Artificial intelligence (AI) and machine learning (ML) capabilities are growing at an unprecedented rate. Countless AI applications are being developed and can be expected over the long term. In hindsight, one would say that progress certainly has taken place just looking at the range of tasks that AI and ML are able to solve autonomously today (according to the benchmarks) and were not solvable a few years ago, from machine translation to medical image analysis or self-driving vehicles. Moreover, progress in AI is widely believed to have substantial social and economic benefits, and possibly to create unprecedented challenges. In order to properly prepare policy initiatives for the arrival of such technologies, accurate forecasts and timelines are necessary to enable timely action among policy-makers and other stakeholders.

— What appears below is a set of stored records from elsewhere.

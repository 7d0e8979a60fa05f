//! Producer authentication
//!
//! A producer announces itself as `name:credential`; the configured
//! [`AuthBackend`] decides whether that pair may publish. The backend is
//! chosen once at startup from [`AuthConfig`] and shared by every connection.
//! Running without a backend is open mode: every producer is accepted.

pub mod basic;
pub mod bypass;
pub mod config;
pub mod ldap;

use async_trait::async_trait;
use thiserror::Error;

pub use basic::{hash_password, BasicBackend};
pub use bypass::BypassBackend;
pub use config::{AuthBackendKind, AuthConfig, BasicConfig};
pub use ldap::{LdapBackend, LdapConfig};

/// Error type for authentication backends
#[derive(Debug, Clone, Error)]
pub enum AuthError {
    /// A stored credential could not be parsed
    #[error("invalid password hash for {identity}: {reason}")]
    InvalidHash { identity: String, reason: String },
    /// Hashing or verification failed for a reason other than a mismatch
    #[error("password verification failed: {0}")]
    Verification(String),
    /// The backend itself is unusable
    #[error("authentication backend unavailable: {0}")]
    Unavailable(String),
}

/// Authentication backend trait
///
/// Implement this trait to add new credential stores.
#[async_trait]
pub trait AuthBackend: Send + Sync {
    /// Check an identity/secret pair.
    ///
    /// `Ok(false)` is a clean rejection; `Err` means the check itself failed.
    /// Callers treat both as a refusal.
    async fn login(&self, identity: &str, secret: &str) -> Result<bool, AuthError>;

    /// Release backend resources at shutdown
    async fn close(&self) {}

    /// Backend name for logging
    fn name(&self) -> &'static str;
}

However, there is still much uncertainty over how to assess and monitor the state, development, uptake and impact of AI as a whole, including its future evolution, progress and benchmarking capabilities. While measuring the performance of state-of-the-art AI systems on narrow tasks is useful and fairly easy to do, where the assessment really becomes difficult, though, is in trying to map these narrow-task performances onto more general AI and how it can have an impact on society in terms of benefits, risks, interactions, values, ethics, oversight into these systems, etc.
This workshop will welcome formalisations, methodologies and testbenches for the evaluation of AI systems. The goal is also to measure the field's progress. More specifically, we are interested in theoretical or experimental research focused on the development of concepts, tools and clear metrics and indicators to characterise and measure AI/ML systems and how this relates to, among others, metrics of intelligence (and other cognitive abilities), and rates of development, progress and impact.